Team members' usernames are in red.
  • Mahmtee Says:

    Still impressed by the huge work you do, peoples. And this new approach seem to be very efficient ! :thumbs up:

  • Flake Says:

    Thanks for the huge information. You’ve done a big step.:)

  • RIUM+ Says:

    Fantastic work, I love it! 😀

    Up next: realRiven Masterpiece Edition, this time remade using Voxels.

  • AHB Says:

    I absolutely LOVE technical behind-the-scenes stuff like this. Great work guys!

  • AtrusMystESP Says:

    You are doing a great job guys … and with this new technique you will save work

  • polijn Says:

    Was it quite a shock that Cyan is re-releasing Riven this year? Are you in touch with them – perhaps they are retouching assets and you can benefit from this knowledge, or perhaps Starry Expanse is going to be part of the 25th anniversary package? 😉

    • The Green Butterfly Says:

      I didn’t know Cyan was going to do that until I read your post. I’m very hyped about it!
      It would be nice if realRiven would be part of it, but I doubt it will be ready by then. Maybe it could be added for free for those who bought the full package whenever it is finished?
      Cyan knows this project is happening, the Starry Expanse Project informed them many years ago on a Mysterium convention, and there is some kind of contract where Cyan gives them some help while the Project can’t tell anyone what kind of help they are given. It could be old 3D models used to create the original game or the used textures or something like that, but it’s all just a guess. There’s a post about this on one of the older pages of the site.

    • Magic88889 Says:

      Unfortunately, they are not touching the graphics or sounds. They are simply making all the Myst games available and compatible with Windows 10. Since Riven has already been available for years, so not much is changing on that front.
      It will be the first time Exile and Revelations will be available, though, so I’m excited for that. Plus the pure awesomeness of the box set they are building for the kickstarter.

  • Matt Says:

    This is a really cool read, thanks to all of the people on the team who keep us updated on this project! Design on video games is well beyond me lol so it is cool getting a breakdown of how to do something like this

    I was always on board and excited about the project, but especially ever since the showing of Age 233 from you guys, it blew my mind and I have always been excited to see these updates since 🙂 Keep up the great work! We all greatly appreciate it!

  • Craig Says:

    Very cool to see photogrammetry used to 3D reconstruct one of my favorite games. I’m currently using it at work to reconstruct urban areas from satellite imagery. It’s a tough process to get right and definitely one that’s still being heavily researched.

  • Redgeneral Says:

    What software do you use for this method, and is it open source?

  • Magic88889 Says:

    Ok, so you have this fancy new method of camera matching that’s going to save you tons of time. Do you only use this on areas that you haven’t done that with? Or do you have to go back to square one and re-match everything?

    • Stuart Says:

      The priority is to match new areas first so we end up with 100% coverage. Then go back and redo areas where the old match was problematic.

    • Rashkavar Says:

      That would depend whether or not there is a noticeable difference in the final result. If it’s just saving time without altering the results, redoing the work would be counterproductive.

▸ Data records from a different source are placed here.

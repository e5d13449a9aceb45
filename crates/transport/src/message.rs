use std::fmt::{self, Display, Write};

use chrono::{SecondsFormat, Utc};

/// Separator placed between the parts of a message body.
const PART_SEPARATOR: char = ' ';

/// An emitted log record.
///
/// Built once per logging call and shared read-only by every transport that
/// fires for it.
#[derive(Debug, Clone, PartialEq, Eq)]
pub struct Message {
    date: String,
    level: u64,
    message: String,
}

impl Message {
    /// Builds a message from `parts` joined by a single space. Zero parts
    /// yield an empty body.
    pub fn create<I>(date: impl Into<String>, level: u64, parts: I) -> Self
    where
        I: IntoIterator,
        I::Item: Display,
    {
        let mut message = String::new();
        for (index, part) in parts.into_iter().enumerate() {
            if index > 0 {
                message.push(PART_SEPARATOR);
            }
            // Writing into a String cannot fail.
            let _ = write!(message, "{part}");
        }
        Self { date: date.into(), level, message }
    }

    /// Same as [`Message::create`], stamped with the current UTC time.
    pub fn now<I>(level: u64, parts: I) -> Self
    where
        I: IntoIterator,
        I::Item: Display,
    {
        Self::create(timestamp(), level, parts)
    }

    pub fn date(&self) -> &str {
        &self.date
    }

    pub fn level(&self) -> u64 {
        self.level
    }

    pub fn message(&self) -> &str {
        &self.message
    }
}

impl Display for Message {
    fn fmt(&self, f: &mut fmt::Formatter<'_>) -> fmt::Result {
        write!(f, "{} [{}] {}", self.date, level::LogLevels::label(self.level), self.message)
    }
}

/// Current UTC time as an RFC 3339 string with millisecond precision.
pub fn timestamp() -> String {
    Utc::now().to_rfc3339_opts(SecondsFormat::Millis, true)
}
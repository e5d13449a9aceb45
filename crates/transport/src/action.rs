//! The sink contract a transport wraps.
//!
//! An action receives a [`Message`] and reports `Ok(true)`/`Ok(false)`,
//! either immediately or from a future, or fails with an error. Synchronous
//! and asynchronous closures are adapted to the same [`Action`] trait so the
//! transport only ever deals with one shape.

use std::{future::Future, sync::Arc};

use futures_util::future::{self, BoxFuture, FutureExt};

use crate::{BoxError, Message};

/// Value produced by an action once it settles.
pub type ActionResult = Result<bool, BoxError>;

/// A log sink.
pub trait Action: Send + Sync + 'static {
    fn call(&self, message: Arc<Message>) -> BoxFuture<'static, ActionResult>;
}

/// Adapts a synchronous closure into an [`Action`].
pub struct SyncFn<F>(pub F);

impl<F> Action for SyncFn<F>
where
    F: Fn(&Message) -> ActionResult + Send + Sync + 'static,
{
    fn call(&self, message: Arc<Message>) -> BoxFuture<'static, ActionResult> {
        future::ready((self.0)(&message)).boxed()
    }
}

/// Adapts a closure returning a future into an [`Action`].
pub struct AsyncFn<F>(pub F);

impl<F, Fut> Action for AsyncFn<F>
where
    F: Fn(Arc<Message>) -> Fut + Send + Sync + 'static,
    Fut: Future<Output = ActionResult> + Send + 'static,
{
    fn call(&self, message: Arc<Message>) -> BoxFuture<'static, ActionResult> {
        (self.0)(message).boxed()
    }
}
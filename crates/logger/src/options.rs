use level::{LevelValue, LogLevels};
use tokio::runtime::Handle;
use tracing::warn;

const ENV_GLOBAL_LEVEL: &str = "LOGGER_GLOBAL_LEVEL";
const ENV_CONSOLE: &str = "LOGGER_CONSOLE";
const ENV_GROUPS_START_ENABLED: &str = "LOGGER_GROUPS_START_ENABLED";

/// A group to create when the logger is constructed.
#[derive(Debug, Clone, PartialEq, Eq)]
pub struct GroupOptions {
    pub id: String,
    pub level: u64,
}

impl GroupOptions {
    pub fn new(id: impl Into<String>, level: u64) -> Self {
        Self { id: id.into(), level }
    }
}

/// Logger construction options.
///
/// | field                  | default                        |
/// |------------------------|--------------------------------|
/// | `id`                   | generated                      |
/// | `console_enabled`      | `false`                        |
/// | `global_level`         | `ERROR \| WARN \| INFO`        |
/// | `groups_start_enabled` | `true`                         |
/// | `starting_groups`      | none                           |
/// | `runtime`              | the ambient tokio runtime      |
#[derive(Debug, Clone)]
pub struct LoggerOptions {
    pub id: Option<String>,
    /// Attaches the console transport to the `global` group.
    pub console_enabled: bool,
    pub global_level: u64,
    /// Whether lazily or explicitly created groups start enabled.
    pub groups_start_enabled: bool,
    pub starting_groups: Vec<GroupOptions>,
    /// Runtime that dispatch tasks are spawned on.
    pub runtime: Option<Handle>,
}

impl Default for LoggerOptions {
    fn default() -> Self {
        Self {
            id: None,
            console_enabled: false,
            global_level: LogLevels::DEFAULT,
            groups_start_enabled: true,
            starting_groups: Vec::new(),
            runtime: None,
        }
    }
}

impl LoggerOptions {
    /// Defaults overridden by `LOGGER_GLOBAL_LEVEL`, `LOGGER_CONSOLE` and
    /// `LOGGER_GROUPS_START_ENABLED`. Unparsable values are ignored.
    pub fn from_env() -> Self {
        Self::from_lookup(|key| std::env::var(key).ok())
    }

    pub(crate) fn from_lookup(lookup: impl Fn(&str) -> Option<String>) -> Self {
        let mut options = Self::default();

        if let Some(raw) = lookup(ENV_GLOBAL_LEVEL) {
            match LogLevels::parse(&raw) {
                Ok(mask) => options.global_level = mask,
                Err(err) => {
                    warn!(variable = ENV_GLOBAL_LEVEL, value = %raw, error = %err, "ignoring invalid level")
                }
            }
        }
        if let Some(enabled) = lookup(ENV_CONSOLE).and_then(|raw| parse_flag(ENV_CONSOLE, &raw)) {
            options.console_enabled = enabled;
        }
        let groups_start_enabled = lookup(ENV_GROUPS_START_ENABLED)
            .and_then(|raw| parse_flag(ENV_GROUPS_START_ENABLED, &raw));
        if let Some(enabled) = groups_start_enabled {
            options.groups_start_enabled = enabled;
        }

        options
    }

    pub fn with_id(mut self, id: impl Into<String>) -> Self {
        self.id = Some(id.into());
        self
    }

    pub fn with_console(mut self, enabled: bool) -> Self {
        self.console_enabled = enabled;
        self
    }

    /// Sets the global level. An invalid value leaves the current one.
    pub fn with_global_level(mut self, level: impl LevelValue) -> Self {
        if let Some(mask) = level.to_mask() {
            self.global_level = mask;
        }
        self
    }

    pub fn with_groups_start_enabled(mut self, enabled: bool) -> Self {
        self.groups_start_enabled = enabled;
        self
    }

    pub fn with_starting_group(mut self, id: impl Into<String>, level: u64) -> Self {
        self.starting_groups.push(GroupOptions::new(id, level));
        self
    }

    pub fn with_runtime(mut self, runtime: Handle) -> Self {
        self.runtime = Some(runtime);
        self
    }
}

fn parse_flag(variable: &str, raw: &str) -> Option<bool> {
    match raw.trim().to_ascii_lowercase().as_str() {
        "1" | "true" | "yes" | "on" => Some(true),
        "0" | "false" | "no" | "off" => Some(false),
        _ => {
            warn!(variable, value = %raw, "ignoring invalid boolean");
            None
        }
    }
}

      So, dev team: is it altering the results such that you’d have to redo work that you’ve already done?

  • Jeremy Cui Says:

    I’ve been reconstructing bits of another oldie, “Drowned God: Conspiracy Of The Ages” published by Inscape in 96. My attempt at making a conceptual sequel for self-gratification. Don’t have much to go on other than that I was told it was built in Macromedia 5. Been struggling with my current camera matching. Figuring out FOV in particular has been a real pain.